Friday 3 April 2009

Enemies of the state

Hanin Zouabi is the first female Member of Knesset for an Arab party. Despite this milestone, interviews she has given indicate that Arab women’s issues will not be her main focus. A protégé of the former leader of her Balad Party, Azmi Bishara, it appears that she shares his agenda – to campaign for the dissolution of Israel as a Jewish state.

(Bishara is currently living in Jordan to escape his arrest by Israeli security services on charges of espionage and aiding enemies of the state, specifically Hizballah.)

Some 20 percent of the population of Israel is Arab, almost 1.5 million people. The vast majority of them are law-abiding and, though they frequently voice opposition to Israeli policies in the territories, the number of Israeli Arabs that have been involved in supporting or perpetrating acts of terrorism is tiny. Nevertheless, when prominent figures in the Arab community, like MKs, use their public platform as a pulpit from which to support antisemitic terror organisations and to call for Israel’s demise, it creates understandable fear of an Arab “fifth column” and strengthens extremists on the Jewish side.

Which leads me to another new MK whose arrival at the Knesset is noteworthy for all the wrong reasons. Michael Ben Ari is an MK with the National Union Party, which supports the “transfer” of Arabs from the West Bank. Ben Ari describes himself as a “devoted student of Rabbi Meir Kahane” the late founder of the Kach Party, the only party ever to be banned from the Knesset for racism. Last week, Ben Ari took part in a march through the Israeli Arab village of Umm-El-Fahm, organized by far-right activists with histories of anti-Arab violence. (Imagine a BNP march through Golders Green headed by David Irving and you will get some idea of why this was so provocative.)

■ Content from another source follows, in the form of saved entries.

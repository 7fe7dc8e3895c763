//! Storage errors

/// Errors from the key-value storage façade.
#[derive(Debug, Clone, thiserror::Error)]
pub enum StorageError {
    /// No data is stored under the given collection key.
    #[error("no data stored under collection: {0}")]
    Missing(String),

    /// Stored data could not be serialized or deserialized.
    #[error("serialization error: {0}")]
    Serialize(String),
}
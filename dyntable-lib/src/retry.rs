//! Bounded retry with per-attempt timeout.
//!
//! The controller verification loop and any future network call share the
//! same combinator: a fixed attempt budget, a backoff between attempts and
//! an optional timeout that aborts each in-flight attempt.

use std::future::Future;
use std::time::Duration;

/// Linear backoff: one second times the attempt number.
pub fn linear_backoff(attempt: u32) -> Duration {
    Duration::from_millis(1000 * u64::from(attempt))
}

/// Retry settings.
///
/// # Example
///
/// ```
/// use std::time::Duration;
/// use dyntable_lib::retry::RetryPolicy;
///
/// let policy = RetryPolicy::new(3).per_attempt_timeout(Duration::from_secs(10));
/// assert_eq!(policy.max_attempts, 3);
/// ```
#[derive(Debug, Clone)]
pub struct RetryPolicy {
    /// Total attempts, including the first (minimum 1).
    pub max_attempts: u32,
    /// Delay inserted after a failed attempt, as a function of the
    /// 1-based attempt number.
    pub backoff: fn(u32) -> Duration,
    /// Timeout applied to each attempt; `None` waits indefinitely.
    pub per_attempt_timeout: Option<Duration>,
}

impl RetryPolicy {
    /// Creates a policy with the given attempt budget and linear backoff.
    pub fn new(max_attempts: u32) -> Self {
        Self {
            max_attempts: max_attempts.max(1),
            backoff: linear_backoff,
            per_attempt_timeout: None,
        }
    }

    /// Sets the backoff function.
    pub fn backoff(mut self, backoff: fn(u32) -> Duration) -> Self {
        self.backoff = backoff;
        self
    }

    /// Sets the per-attempt timeout.
    pub fn per_attempt_timeout(mut self, timeout: Duration) -> Self {
        self.per_attempt_timeout = Some(timeout);
        self
    }
}

/// Why a single attempt failed.
#[derive(Debug)]
pub enum AttemptError<E> {
    /// The attempt exceeded the per-attempt timeout and was aborted.
    Timeout(Duration),
    /// The operation itself failed.
    Inner(E),
}

/// All attempts failed; carries the final attempt's error.
#[derive(Debug)]
pub struct RetryExhausted<E> {
    /// Attempts made.
    pub attempts: u32,
    /// The last attempt's error.
    pub last: AttemptError<E>,
}

/// Run `operation` until it succeeds or the policy's attempts run out.
///
/// The operation receives the 1-based attempt number. Failed attempts are
/// swallowed and retried after the policy's backoff; the last failure is
/// returned when the budget is exhausted.
pub async fn retry<T, E, F, Fut>(
    policy: &RetryPolicy,
    mut operation: F,
) -> Result<T, RetryExhausted<E>>
where
    F: FnMut(u32) -> Fut,
    Fut: Future<Output = Result<T, E>>,
    E: std::fmt::Display,
{
    let max_attempts = policy.max_attempts.max(1);
    let mut last: Option<AttemptError<E>> = None;

    for attempt in 1..=max_attempts {
        let outcome = match policy.per_attempt_timeout {
            Some(limit) => match tokio::time::timeout(limit, operation(attempt)).await {
                Ok(result) => result.map_err(AttemptError::Inner),
                Err(_) => Err(AttemptError::Timeout(limit)),
            },
            None => operation(attempt).await.map_err(AttemptError::Inner),
        };

        match outcome {
            Ok(value) => return Ok(value),
            Err(error) => {
                match &error {
                    AttemptError::Timeout(limit) => {
                        log::debug!("attempt {attempt}/{max_attempts} timed out after {limit:?}");
                    }
                    AttemptError::Inner(e) => {
                        log::debug!("attempt {attempt}/{max_attempts} failed: {e}");
                    }
                }
                last = Some(error);
                if attempt < max_attempts {
                    tokio::time::sleep((policy.backoff)(attempt)).await;
                }
            }
        }
    }

    Err(RetryExhausted {
        attempts: max_attempts,
        last: last.unwrap_or(AttemptError::Timeout(Duration::ZERO)),
    })
}

#[cfg(test)]
mod tests {
    use std::sync::Arc;
    use std::sync::atomic::AtomicU32;
    use std::sync::atomic::Ordering;

    use super::*;

    #[tokio::test(start_paused = true)]
    async fn test_succeeds_after_failures_with_linear_backoff() {
        let calls = Arc::new(AtomicU32::new(0));
        let policy = RetryPolicy::new(3);
        let start = tokio::time::Instant::now();

        let result = retry(&policy, |_| {
            let calls = calls.clone();
            async move {
                if calls.fetch_add(1, Ordering::SeqCst) < 2 {
                    Err("boom")
                } else {
                    Ok(42)
                }
            }
        })
        .await;

        assert_eq!(result.unwrap(), 42);
        assert_eq!(calls.load(Ordering::SeqCst), 3);
        // 1s after attempt 1 plus 2s after attempt 2.
        assert!(start.elapsed() >= Duration::from_millis(3000));
    }

    #[tokio::test(start_paused = true)]
    async fn test_exhausts_budget() {
        let policy = RetryPolicy::new(2);
        let result: Result<(), _> = retry(&policy, |_| async { Err("nope") }).await;
        let exhausted = result.unwrap_err();
        assert_eq!(exhausted.attempts, 2);
        assert!(matches!(exhausted.last, AttemptError::Inner("nope")));
    }

    #[tokio::test(start_paused = true)]
    async fn test_timeout_aborts_attempt() {
        let policy = RetryPolicy::new(2).per_attempt_timeout(Duration::from_secs(1));
        let result: Result<(), RetryExhausted<&str>> = retry(&policy, |_| async {
            tokio::time::sleep(Duration::from_secs(60)).await;
            Ok(())
        })
        .await;
        let exhausted = result.unwrap_err();
        assert!(matches!(exhausted.last, AttemptError::Timeout(_)));
    }
}
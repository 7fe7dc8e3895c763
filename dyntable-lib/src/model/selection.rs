//! Row selection state, keyed by identity.

use std::collections::HashSet;

/// Selection mode for a table.
#[derive(Debug, Clone, Copy, PartialEq, Eq, Default)]
pub enum SelectionMode {
    /// No selection allowed.
    #[default]
    None,
    /// Single row selection (radio style); selecting clears the previous.
    Single,
    /// Multiple rows can be selected (checkbox style).
    Multi,
}

/// Tracks selected rows by identity.
#[derive(Debug, Clone, Default)]
pub struct Selection {
    mode: SelectionMode,
    selected: HashSet<String>,
}

impl Selection {
    /// Create a selection with the given mode.
    pub fn new(mode: SelectionMode) -> Self {
        Self {
            mode,
            selected: HashSet::new(),
        }
    }

    /// The selection mode.
    pub fn mode(&self) -> SelectionMode {
        self.mode
    }

    /// Set a row's selected state. Returns `true` if the set changed.
    pub fn set(&mut self, id: &str, selected: bool) -> bool {
        match self.mode {
            SelectionMode::None => false,
            SelectionMode::Single => {
                if selected {
                    self.select_only(id)
                } else {
                    self.selected.remove(id)
                }
            }
            SelectionMode::Multi => {
                if selected {
                    self.selected.insert(id.to_string())
                } else {
                    self.selected.remove(id)
                }
            }
        }
    }

    /// Make `id` the only selected row. Returns `true` if the set changed.
    pub fn select_only(&mut self, id: &str) -> bool {
        let already_sole = self.selected.len() == 1 && self.selected.contains(id);
        if already_sole {
            return false;
        }
        self.selected.clear();
        self.selected.insert(id.to_string());
        true
    }

    /// Check if a row is selected.
    pub fn is_selected(&self, id: &str) -> bool {
        self.selected.contains(id)
    }

    /// Clear all selections.
    pub fn clear(&mut self) {
        self.selected.clear();
    }

    /// Number of selected rows.
    pub fn len(&self) -> usize {
        self.selected.len()
    }

    /// Returns `true` if nothing is selected.
    pub fn is_empty(&self) -> bool {
        self.selected.is_empty()
    }
}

These two unwelcome additions to Israeli public life exemplify threats to Israel’s Jewish character, and its democracy. If Arab MKs do not wish to live in a Jewish state there are plenty of Arab countries they can move to. We will not return to the status quo ante-1948 when we did not have a state of our own. At the same time, there should be no place in Israel's parliament for someone who believes that Israel's non-Jewish citizens should be deprived of their democratic rights. With our history, we do not need our own fascists sitting in the Knesset.